«Mon art c’est la traduction, en vers et en notes, du vécu des gens»
Le Samedi 28 janvier 2012, à Montréal, un concert de musique a été organisé par M. Djamel Lahlou, mettant en vedette l’icône vivante de la musique algérienne, Abdelkader Chaou, venu spécialement d’Algérie pour l’occasion.
M. Chaou n’est plus à présenter, il est comme l’a si bien dit son ami Djamel, “ Le dernier des Mohicans ”. C’est un personnage mythique, qui a tout donné à la chanson Algérienne durant près d’un demi-siècle.
À cette présence a largement répondu la joie, empreinte de nostalgie et ponctuée des you-yous de ceux qui ont eu le privilège de participer à cet événement.
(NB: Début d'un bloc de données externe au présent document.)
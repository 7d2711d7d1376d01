//! Fixed serve turns for table tennis.
//!
//! Table tennis does not give the serve to the rally winner. Each player
//! serves a fixed number of times before the serve passes, dropping to one
//! serve each once both sides reach the deuce score. This layer runs after
//! `RallyEngine` and replaces its winner-serves choice.

use serde::{Deserialize, Serialize};

use super::state::RallyScoreState;

/// Serve-count override applied on top of the rally engine.
#[derive(Clone, Copy, Debug, PartialEq, Eq, Serialize, Deserialize)]
pub struct ServeCountOverride {
    /// Serves per turn before deuce.
    pub serves_per_turn: u32,
    /// Both sides at or above this score means one serve per turn.
    pub deuce_at: u32,
}

impl Default for ServeCountOverride {
    fn default() -> Self {
        Self {
            serves_per_turn: 2,
            deuce_at: 10,
        }
    }
}

impl ServeCountOverride {
    /// Serves per turn for the rally about to be played from `state`.
    #[must_use]
    pub fn serves_for(&self, state: &RallyScoreState) -> u32 {
        let deuce = state.scores.iter().all(|(_, &score)| score >= self.deuce_at);
        if deuce {
            1
        } else {
            self.serves_per_turn
        }
    }

    /// Re-decide the server after a rally.
    ///
    /// `before` is the state the rally was served from, `after` the rally
    /// engine's result and `served` the serves already made in this turn.
    /// Returns the corrected state and the updated serve count.
    #[must_use]
    pub fn apply(
        &self,
        before: &RallyScoreState,
        after: RallyScoreState,
        served: u32,
    ) -> (RallyScoreState, u32) {
        let served = served + 1;
        let turn_over = served >= self.serves_for(before);

        let mut next = after;
        if turn_over {
            next.serving = before.serving.opponent();
            next.doubles = before.doubles.map(|serve| serve.advanced());
        } else {
            next.serving = before.serving;
            next.doubles = before.doubles;
        }

        (next, if turn_over { 0 } else { served })
    }
}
Et pour cause! L’ensemble du récital ce de plus d’une génération et qui continuent d’envoûter tout un peuple. Moment d’émotion donc et privilège de revoir un chantre enchanteur, un monument de l’art populaire dont le talent n’a d’égal que la modestie et la gentillesse.
Avec la complicité de M. Noufi Belkacem, Abdelkader Chaou a bien voulu prolonger le contact avec ses admirateurs montréalais à travers l’entretien ci-après.
Wahid Megherbi : A l’école primaire je vous écoutais déjà; je vous retrouve sur une scène de Montréal 40 ans après ; quel le secret de votre longévité dans la chanson ?
Abdelkader Chaou : Le Chaabi est une tradition musicale populaire ; il faut être imprégné de la culture et du vécu des gens pour chanter les Qacidates du Chaabi, un style musical que nous avons hérité de nos Maitres. Il faut aimer l’Art pour pouvoir offrir aux mélomanes les morceaux musicaux les plus mélodieux et les plus parlants.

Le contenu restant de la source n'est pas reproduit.